Top of Material supplied

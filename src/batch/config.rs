//! Batch run configuration.
//!
//! [`BatchConfig`] is built with [`BatchConfig::builder`] or loaded from a
//! JSON job file holding several runs:
//!
//! ```json
//! {
//!   "jobs": [
//!     {
//!       "name": "breakfast-reflection",
//!       "reference_dir": "dump/ref",
//!       "test_dir": "dump/breakfast_reflection",
//!       "output_dir": "dump/breakfast_reflection_results",
//!       "table": { "path": "flipresults.csv", "columns": [{ "name": "Step Size", "value": "0.5" }] }
//!     }
//!   ]
//! }
//! ```
//!
//! Fields left out take their defaults.

use std::path::{Path, PathBuf};

use serde::{Deserialize, Serialize};

use super::label::LabelRule;
use super::matching::{AmbiguityPolicy, MatchStrategy, PairMatcher};
use super::report::TableConfig;
use crate::colormap::{ColorMap, ColorScale};
use crate::error::{Error, Result};
use crate::metrics::DynamicRange;
use crate::metrics::tonemap::ToneMapper;
use crate::viewing::ViewingCondition;

/// How the dynamic range of a pair is chosen.
#[derive(Debug, Clone, Copy, PartialEq, Eq, Default, Serialize, Deserialize)]
#[serde(rename_all = "lowercase")]
pub enum ModeSelection {
    /// Always LDR.
    #[default]
    Ldr,
    /// Always HDR.
    Hdr,
    /// HDR when either file is `exr` or `hdr`, LDR otherwise.
    Auto,
}

impl ModeSelection {
    /// Resolve the mode for a pair of files.
    #[must_use]
    pub fn resolve(self, reference: &Path, test: &Path) -> DynamicRange {
        match self {
            Self::Ldr => DynamicRange::Ldr,
            Self::Hdr => DynamicRange::Hdr,
            Self::Auto => {
                if DynamicRange::from_extension(reference) == DynamicRange::Hdr
                    || DynamicRange::from_extension(test) == DynamicRange::Hdr
                {
                    DynamicRange::Hdr
                } else {
                    DynamicRange::Ldr
                }
            }
        }
    }
}

impl std::fmt::Display for ModeSelection {
    fn fmt(&self, f: &mut std::fmt::Formatter<'_>) -> std::fmt::Result {
        match self {
            Self::Ldr => write!(f, "ldr"),
            Self::Hdr => write!(f, "hdr"),
            Self::Auto => write!(f, "auto"),
        }
    }
}

impl std::str::FromStr for ModeSelection {
    type Err = String;

    fn from_str(s: &str) -> std::result::Result<Self, Self::Err> {
        match s.to_ascii_lowercase().as_str() {
            "ldr" => Ok(Self::Ldr),
            "hdr" => Ok(Self::Hdr),
            "auto" => Ok(Self::Auto),
            other => Err(format!("unknown mode '{other}' (expected ldr, hdr, auto)")),
        }
    }
}

/// Configuration for one batch run.
#[derive(Debug, Clone, Serialize, Deserialize)]
#[serde(default)]
pub struct BatchConfig {
    /// Directory of reference renders.
    pub reference_dir: PathBuf,

    /// Directory of test renders.
    pub test_dir: PathBuf,

    /// Directory error maps are written to.
    pub output_dir: PathBuf,

    /// Dynamic range selection.
    pub mode: ModeSelection,

    /// Label extraction rule.
    pub label_rule: LabelRule,

    /// Matching strategy.
    pub strategy: MatchStrategy,

    /// Ambiguity policy.
    pub on_ambiguous: AmbiguityPolicy,

    /// Color map for saved error maps.
    pub color_map: ColorMap,

    /// Error range spread over the color map.
    pub color_scale: ColorScale,

    /// Tone mapper for HDR pairs.
    pub tone_mapper: ToneMapper,

    /// Viewing condition for the metric.
    pub viewing: ViewingCondition,

    /// Results table, if any.
    pub table: Option<TableConfig>,

    /// JSON report path, if any.
    pub report: Option<PathBuf>,

    /// Worker threads: 1 runs sequentially, 0 uses all cores.
    pub threads: usize,

    /// Keep error maps in the returned results.
    pub keep_error_maps: bool,
}

impl Default for BatchConfig {
    fn default() -> Self {
        Self {
            reference_dir: PathBuf::from("dump/ref"),
            test_dir: PathBuf::from("dump/test"),
            output_dir: PathBuf::from("dump/results"),
            mode: ModeSelection::default(),
            label_rule: LabelRule::default(),
            strategy: MatchStrategy::default(),
            on_ambiguous: AmbiguityPolicy::default(),
            color_map: ColorMap::default(),
            color_scale: ColorScale::default(),
            tone_mapper: ToneMapper::default(),
            viewing: ViewingCondition::default(),
            table: None,
            report: None,
            threads: 1,
            keep_error_maps: false,
        }
    }
}

impl BatchConfig {
    /// Create a new configuration builder.
    #[must_use]
    pub fn builder() -> BatchConfigBuilder {
        BatchConfigBuilder::default()
    }

    /// Matcher for this configuration.
    #[must_use]
    pub fn matcher(&self) -> PairMatcher {
        PairMatcher::new(
            self.label_rule.clone(),
            self.strategy.clone(),
            self.on_ambiguous,
        )
    }

    /// Check values that cannot be expressed in the types.
    pub fn validate(&self) -> Result<()> {
        let ppd = self.viewing.pixels_per_degree();
        if !ppd.is_finite() || ppd <= 0.0 {
            return Err(Error::InvalidConfig(format!(
                "pixels per degree must be positive, got {ppd}"
            )));
        }
        if let Some(table) = &self.table {
            if !table.delimiter.is_ascii() {
                return Err(Error::InvalidConfig(format!(
                    "table delimiter '{}' is not ASCII",
                    table.delimiter
                )));
            }
        }
        Ok(())
    }

    /// One-line description for logs and reports.
    #[must_use]
    pub fn summary(&self) -> String {
        format!(
            "reference_dir={} test_dir={} output_dir={} mode={} strategy={} on_ambiguous={} color_map={} color_scale={} ppd={:.2}",
            self.reference_dir.display(),
            self.test_dir.display(),
            self.output_dir.display(),
            self.mode,
            self.strategy,
            self.on_ambiguous,
            self.color_map,
            self.color_scale,
            self.viewing.pixels_per_degree(),
        )
    }
}

/// Builder for [`BatchConfig`].
#[derive(Debug, Default)]
pub struct BatchConfigBuilder {
    config: BatchConfig,
}

impl BatchConfigBuilder {
    /// Set the reference directory.
    #[must_use]
    pub fn reference_dir(mut self, path: impl Into<PathBuf>) -> Self {
        self.config.reference_dir = path.into();
        self
    }

    /// Set the test directory.
    #[must_use]
    pub fn test_dir(mut self, path: impl Into<PathBuf>) -> Self {
        self.config.test_dir = path.into();
        self
    }

    /// Set the output directory.
    #[must_use]
    pub fn output_dir(mut self, path: impl Into<PathBuf>) -> Self {
        self.config.output_dir = path.into();
        self
    }

    /// Set the dynamic range selection.
    #[must_use]
    pub fn mode(mut self, mode: ModeSelection) -> Self {
        self.config.mode = mode;
        self
    }

    /// Set the label extraction rule.
    #[must_use]
    pub fn label_rule(mut self, rule: LabelRule) -> Self {
        self.config.label_rule = rule;
        self
    }

    /// Set the matching strategy.
    #[must_use]
    pub fn strategy(mut self, strategy: MatchStrategy) -> Self {
        self.config.strategy = strategy;
        self
    }

    /// Set the ambiguity policy.
    #[must_use]
    pub fn on_ambiguous(mut self, policy: AmbiguityPolicy) -> Self {
        self.config.on_ambiguous = policy;
        self
    }

    /// Set the error-map color map.
    #[must_use]
    pub fn color_map(mut self, color_map: ColorMap) -> Self {
        self.config.color_map = color_map;
        self
    }

    /// Set the color scale of saved error maps.
    #[must_use]
    pub fn color_scale(mut self, scale: ColorScale) -> Self {
        self.config.color_scale = scale;
        self
    }

    /// Set the HDR tone mapper.
    #[must_use]
    pub fn tone_mapper(mut self, tone_mapper: ToneMapper) -> Self {
        self.config.tone_mapper = tone_mapper;
        self
    }

    /// Set the viewing condition.
    #[must_use]
    pub fn viewing(mut self, viewing: ViewingCondition) -> Self {
        self.config.viewing = viewing;
        self
    }

    /// Write a results table.
    #[must_use]
    pub fn table(mut self, table: TableConfig) -> Self {
        self.config.table = Some(table);
        self
    }

    /// Write a JSON report.
    #[must_use]
    pub fn report(mut self, path: impl Into<PathBuf>) -> Self {
        self.config.report = Some(path.into());
        self
    }

    /// Set the number of worker threads.
    #[must_use]
    pub fn threads(mut self, threads: usize) -> Self {
        self.config.threads = threads;
        self
    }

    /// Keep error maps in the results.
    #[must_use]
    pub fn keep_error_maps(mut self, keep: bool) -> Self {
        self.config.keep_error_maps = keep;
        self
    }

    /// Build the configuration.
    ///
    /// # Errors
    ///
    /// [`Error::InvalidConfig`] if the viewing condition gives a non-positive
    /// PPD or the table delimiter is not ASCII.
    pub fn build(self) -> Result<BatchConfig> {
        self.config.validate()?;
        Ok(self.config)
    }
}

/// A named batch run inside a job file.
#[derive(Debug, Clone, Serialize, Deserialize)]
pub struct BatchJob {
    /// Job name used in logs.
    #[serde(default)]
    pub name: Option<String>,

    /// Run configuration.
    #[serde(flatten)]
    pub config: BatchConfig,
}

impl BatchJob {
    /// Name for logs: the job name, or the test directory.
    #[must_use]
    pub fn display_name(&self) -> String {
        self.name
            .clone()
            .unwrap_or_else(|| self.config.test_dir.display().to_string())
    }
}

/// Several batch runs loaded from JSON.
#[derive(Debug, Clone, Default, Serialize, Deserialize)]
pub struct JobFile {
    /// Runs in execution order.
    pub jobs: Vec<BatchJob>,
}

impl JobFile {
    /// Load and validate a job file.
    pub fn load(path: &Path) -> Result<Self> {
        if !path.exists() {
            return Err(Error::FileNotFound {
                path: path.to_path_buf(),
            });
        }
        let text = std::fs::read_to_string(path)?;
        let file: Self = serde_json::from_str(&text)?;
        for job in &file.jobs {
            job.config.validate()?;
        }
        Ok(file)
    }
}

#[cfg(test)]
mod tests {
    use super::*;

    #[test]
    fn test_defaults() {
        let config = BatchConfig::builder().build().unwrap();
        assert_eq!(config.reference_dir, PathBuf::from("dump/ref"));
        assert_eq!(config.test_dir, PathBuf::from("dump/test"));
        assert_eq!(config.output_dir, PathBuf::from("dump/results"));
        assert_eq!(config.mode, ModeSelection::Ldr);
        assert_eq!(config.on_ambiguous, AmbiguityPolicy::CompareAll);
        assert_eq!(config.color_map, ColorMap::Viridis);
        assert_eq!(config.color_scale, ColorScale::Fixed);
        assert_eq!(config.threads, 1);
        assert!(config.table.is_none());
    }

    #[test]
    fn test_builder_rejects_bad_ppd() {
        let result = BatchConfig::builder()
            .viewing(ViewingCondition::default().with_ppd_override(0.0))
            .build();
        assert!(matches!(result, Err(Error::InvalidConfig(_))));
    }

    #[test]
    fn test_mode_resolution() {
        let png = Path::new("a.png");
        let exr = Path::new("a.exr");
        assert_eq!(ModeSelection::Auto.resolve(png, png), DynamicRange::Ldr);
        assert_eq!(ModeSelection::Auto.resolve(exr, png), DynamicRange::Hdr);
        assert_eq!(ModeSelection::Ldr.resolve(exr, exr), DynamicRange::Ldr);
        assert_eq!(ModeSelection::Hdr.resolve(png, png), DynamicRange::Hdr);
        assert_eq!("AUTO".parse::<ModeSelection>(), Ok(ModeSelection::Auto));
    }

    #[test]
    fn test_job_file_with_defaults() {
        let dir = tempfile::tempdir().unwrap();
        let path = dir.path().join("jobs.json");
        std::fs::write(
            &path,
            r#"{
                "jobs": [
                    { "name": "reflection", "test_dir": "dump/reflection", "on_ambiguous": "reject" },
                    {
                        "test_dir": "dump/gi",
                        "strategy": "exact",
                        "mode": "auto",
                        "color_scale": "normalized",
                        "label_rule": { "end_markers": ["_v"] },
                        "table": { "path": "gi.csv", "label_column": true }
                    }
                ]
            }"#,
        )
        .unwrap();

        let file = JobFile::load(&path).unwrap();
        assert_eq!(file.jobs.len(), 2);

        let first = &file.jobs[0];
        assert_eq!(first.display_name(), "reflection");
        assert_eq!(first.config.reference_dir, PathBuf::from("dump/ref"));
        assert_eq!(first.config.on_ambiguous, AmbiguityPolicy::Reject);

        let second = &file.jobs[1];
        assert_eq!(second.display_name(), "dump/gi");
        assert!(matches!(second.config.strategy, MatchStrategy::Exact));
        assert_eq!(second.config.mode, ModeSelection::Auto);
        assert_eq!(second.config.color_scale, ColorScale::Normalized);
        assert_eq!(second.config.label_rule.end_markers, vec!["_v".to_string()]);
        assert_eq!(second.config.label_rule.trim_chars, LabelRule::default().trim_chars);
        let table = second.config.table.as_ref().unwrap();
        assert!(table.label_column);
        assert_eq!(table.header().last().unwrap(), "Mean Error");
    }

    #[test]
    fn test_job_file_missing() {
        let result = JobFile::load(Path::new("/nonexistent/flip-batch/jobs.json"));
        assert!(matches!(result, Err(Error::FileNotFound { .. })));
    }

    #[test]
    fn test_job_file_malformed() {
        let dir = tempfile::tempdir().unwrap();
        let path = dir.path().join("jobs.json");
        std::fs::write(&path, "{ not json").unwrap();
        assert!(matches!(JobFile::load(&path), Err(Error::Json(_))));
    }

    #[test]
    fn test_summary_mentions_dirs() {
        let config = BatchConfig::builder()
            .reference_dir("r")
            .test_dir("t")
            .build()
            .unwrap();
        let summary = config.summary();
        assert!(summary.contains("reference_dir=r"));
        assert!(summary.contains("test_dir=t"));
        assert!(summary.contains("mode=ldr"));
    }
}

Bottom of Material supplied

- [Your assignment]: Would you copy out each line of the records above where the word "validate" occurs?

- [Solution]:
    pub fn validate(&self) -> Result<()> {
        self.config.validate()?;
    /// Load and validate a job file.
            job.config.validate()?;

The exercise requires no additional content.